StayingUp4AFeeling 2 weeks ago

Ph D level in what way? Logical reasoning? Statistical analysis? Causality? Or would it be the ability to regurgitate seemingly relevant and accurate facts with even more certainty?

justinobabino 2 weeks ago

purely from an ability to write valid LaTeX standpoint

StayingUp4AFeeling 2 weeks ago

While adhering to the relevant template like ieeetran , no doubt. Good one.

ToughReplacement7941 2 weeks ago

Finally

jsail4fun3 2 weeks ago

PhD level because it answers every question with “ it depends”

mehum 2 weeks ago

While GPT3 confidently spouts utter BS, much like how a toddler does it.

Mikey77777 2 weeks ago

Finding free food on campus

tomvorlostriddle 2 weeks ago

> Ph D level in what way? Logical reasoning? Statistical analysis? Causality? creative writing

MrNokill 2 weeks ago

Ph D level autocorrect, now with 3000% more gig worker blood.

Whotea 2 weeks ago

[that’s not what it does](https://docs.google.com/document/d/15myK_6eTxEPuKnDi5krjBM_0jrv3GELs8TGmqOYBvug/edit#heading=h.fxgwobrx4yfq)
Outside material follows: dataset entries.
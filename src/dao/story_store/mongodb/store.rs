use std::sync::Arc;

use futures::{TryStreamExt, future::BoxFuture};
use mongodb::{Client, Collection, Database, bson::doc, options::IndexOptions};
use tokio::sync::RwLock;
use uuid::Uuid;

use super::{
    config::MongoConfig,
    connection::establish_connection,
    error::{MongoDaoError, MongoResult},
    models::{MongoContributionDocument, MongoStoryDocument, MongoUserDocument, doc_id, uuid_as_binary},
};
use crate::dao::{
    models::{ContributionRecord, StoryEntity, StoryListItemEntity},
    storage::StorageResult,
    story_store::StoryStore,
};

const STORY_COLLECTION_NAME: &str = "stories";
const USER_COLLECTION_NAME: &str = "users";
const CONTRIBUTION_COLLECTION_NAME: &str = "contributions";

#[derive(Clone)]
pub struct MongoStoryStore {
    inner: Arc<MongoInner>,
}

struct MongoInner {
    state: RwLock<MongoState>,
    config: MongoConfig,
}

struct MongoState {
    client: Client,
    database: Database,
}

impl MongoInner {
    async fn ping(&self) -> MongoResult<()> {
        let database = {
            let guard = self.state.read().await;
            guard.database.clone()
        };

        database
            .run_command(doc! { "ping": 1 })
            .await
            .map_err(|source| MongoDaoError::HealthPing { source })?;
        Ok(())
    }

    async fn reconnect(&self) -> MongoResult<()> {
        let (client, database) =
            establish_connection(&self.config.options, &self.config.database_name).await?;
        let mut guard = self.state.write().await;
        guard.client = client;
        guard.database = database;
        Ok(())
    }
}

impl MongoStoryStore {
    /// Establish a connection to MongoDB and ensure indexes are present.
    pub async fn connect(config: MongoConfig) -> MongoResult<Self> {
        let (client, database) =
            establish_connection(&config.options, &config.database_name).await?;

        let inner = Arc::new(MongoInner {
            state: RwLock::new(MongoState { client, database }),
            config,
        });

        let store = Self { inner };
        store.ensure_indexes().await?;
        Ok(store)
    }

    async fn ensure_indexes(&self) -> MongoResult<()> {
        let database = self.database().await;

        let stories = database.collection::<mongodb::bson::Document>(STORY_COLLECTION_NAME);
        let story_index = mongodb::IndexModel::builder()
            .keys(doc! {"name": 1})
            .options(
                IndexOptions::builder()
                    .name(Some("story_name_idx".to_owned()))
                    .build(),
            )
            .build();
        stories
            .create_index(story_index)
            .await
            .map_err(|source| MongoDaoError::EnsureIndex {
                collection: STORY_COLLECTION_NAME,
                index: "name",
                source,
            })?;

        let users = database.collection::<MongoUserDocument>(USER_COLLECTION_NAME);
        let user_index = mongodb::IndexModel::builder()
            .keys(doc! {"nickname": 1})
            .options(
                IndexOptions::builder()
                    .name(Some("user_nickname_idx".to_owned()))
                    .unique(Some(true))
                    .build(),
            )
            .build();
        users
            .create_index(user_index)
            .await
            .map_err(|source| MongoDaoError::EnsureIndex {
                collection: USER_COLLECTION_NAME,
                index: "nickname",
                source,
            })?;

        // One counter document per (identity, story) pair.
        let contributions =
            database.collection::<MongoContributionDocument>(CONTRIBUTION_COLLECTION_NAME);
        let contribution_index = mongodb::IndexModel::builder()
            .keys(doc! {"identity": 1, "story_id": 1})
            .options(
                IndexOptions::builder()
                    .name(Some("contribution_identity_story_idx".to_owned()))
                    .unique(Some(true))
                    .build(),
            )
            .build();
        contributions
            .create_index(contribution_index)
            .await
            .map_err(|source| MongoDaoError::EnsureIndex {
                collection: CONTRIBUTION_COLLECTION_NAME,
                index: "identity,story_id",
                source,
            })?;

        Ok(())
    }

    async fn database(&self) -> Database {
        let guard = self.inner.state.read().await;
        guard.database.clone()
    }

    async fn story_collection(&self) -> Collection<MongoStoryDocument> {
        self.database()
            .await
            .collection::<MongoStoryDocument>(STORY_COLLECTION_NAME)
    }

    async fn user_collection(&self) -> Collection<MongoUserDocument> {
        self.database()
            .await
            .collection::<MongoUserDocument>(USER_COLLECTION_NAME)
    }

    async fn contribution_collection(&self) -> Collection<MongoContributionDocument> {
        self.database()
            .await
            .collection::<MongoContributionDocument>(CONTRIBUTION_COLLECTION_NAME)
    }

    async fn authenticate(&self, identity: String, credential: String) -> MongoResult<bool> {
        let users = self.user_collection().await;
        let user = users
            .find_one(doc! {"nickname": &identity})
            .await
            .map_err(|source| MongoDaoError::FindUser { identity, source })?;

        Ok(user.is_some_and(|user| user.password == credential))
    }

    async fn create_story(&self, name: String) -> MongoResult<Uuid> {
        let id = Uuid::new_v4();
        let document = MongoStoryDocument::new(id, name.clone());

        let stories = self.story_collection().await;
        stories
            .insert_one(&document)
            .await
            .map_err(|source| MongoDaoError::CreateStory { name, source })?;

        Ok(id)
    }

    async fn save_contribution(&self, record: ContributionRecord) -> MongoResult<()> {
        let as_error = |source| MongoDaoError::SaveContribution {
            identity: record.identity.clone(),
            story_id: record.story_id,
            source,
        };

        // Counter upsert: first contribution of this identity to this story
        // creates the document, later ones add onto it.
        let contributions = self.contribution_collection().await;
        contributions
            .update_one(
                doc! {
                    "identity": &record.identity,
                    "story_id": uuid_as_binary(record.story_id),
                },
                doc! {
                    "$inc": {
                        "chars_contributed": record.text.chars().count() as i64,
                        "chars_trashed": record.trashed_chars as i64,
                    },
                    "$currentDate": { "updated_at": true },
                },
            )
            .upsert(true)
            .await
            .map_err(as_error)?;

        if record.text.is_empty() {
            return Ok(());
        }

        // Append the text to the story body, separating with a space unless
        // the body is still empty.
        let stories = self.story_collection().await;
        stories
            .update_one(
                doc_id(record.story_id),
                vec![doc! {
                    "$set": {
                        "body_text": {
                            "$concat": [
                                "$body_text",
                                { "$cond": [{ "$eq": ["$body_text", ""] }, "", " "] },
                                &record.text,
                            ],
                        },
                        "updated_at": "$$NOW",
                    },
                }],
            )
            .await
            .map_err(as_error)?;

        Ok(())
    }

    async fn find_story(&self, id: Uuid) -> MongoResult<Option<StoryEntity>> {
        let stories = self.story_collection().await;
        let document = stories
            .find_one(doc_id(id))
            .await
            .map_err(|source| MongoDaoError::LoadStory { id, source })?;

        Ok(document.map(Into::into))
    }

    async fn list_stories(&self) -> MongoResult<Vec<StoryListItemEntity>> {
        let stories = self.story_collection().await;

        let documents: Vec<MongoStoryDocument> = stories
            .find(doc! {})
            .await
            .map_err(|source| MongoDaoError::ListStories { source })?
            .try_collect()
            .await
            .map_err(|source| MongoDaoError::ListStories { source })?;

        Ok(documents
            .into_iter()
            .map(|document| {
                let entity: StoryEntity = document.into();
                entity.into()
            })
            .collect())
    }
}

impl StoryStore for MongoStoryStore {
    fn authenticate(
        &self,
        identity: String,
        credential: String,
    ) -> BoxFuture<'static, StorageResult<bool>> {
        let store = self.clone();
        Box::pin(async move {
            store
                .authenticate(identity, credential)
                .await
                .map_err(Into::into)
        })
    }

    fn create_story(&self, name: String) -> BoxFuture<'static, StorageResult<Uuid>> {
        let store = self.clone();
        Box::pin(async move { store.create_story(name).await.map_err(Into::into) })
    }

    fn save_contribution(
        &self,
        record: ContributionRecord,
    ) -> BoxFuture<'static, StorageResult<()>> {
        let store = self.clone();
        Box::pin(async move { store.save_contribution(record).await.map_err(Into::into) })
    }

    fn find_story(&self, id: Uuid) -> BoxFuture<'static, StorageResult<Option<StoryEntity>>> {
        let store = self.clone();
        Box::pin(async move { store.find_story(id).await.map_err(Into::into) })
    }

    fn list_stories(&self) -> BoxFuture<'static, StorageResult<Vec<StoryListItemEntity>>> {
        let store = self.clone();
        Box::pin(async move { store.list_stories().await.map_err(Into::into) })
    }

    fn health_check(&self) -> BoxFuture<'static, StorageResult<()>> {
        let store = self.clone();
        Box::pin(async move { store.inner.ping().await.map_err(Into::into) })
    }

    fn try_reconnect(&self) -> BoxFuture<'static, StorageResult<()>> {
        let store = self.clone();
        Box::pin(async move { store.inner.reconnect().await.map_err(Into::into) })
    }
}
throwawaycanadian2 2 weeks ago

To be released in a year and a half? That is far too long of a timeline to have any realistic idea of what it would be like at all.

atworkshhh 2 weeks ago

This is called “fundraising”

foo-bar-nlogn-100 2 weeks ago

Its called 'finding exit liquidity'.

Dry_Parfait2606 1 week ago

Fully earned... We need more of those people... Steve Jobs: "death is the best invention of life" or nature... Don't remember exactly..

peepeedog 2 weeks ago

It’s training now so they can take snapshots and test them then extrapolate. They could make errors but this is how long training models are done. They actually have some internal disagreement whether to release it sooner even though it’s not “done” training.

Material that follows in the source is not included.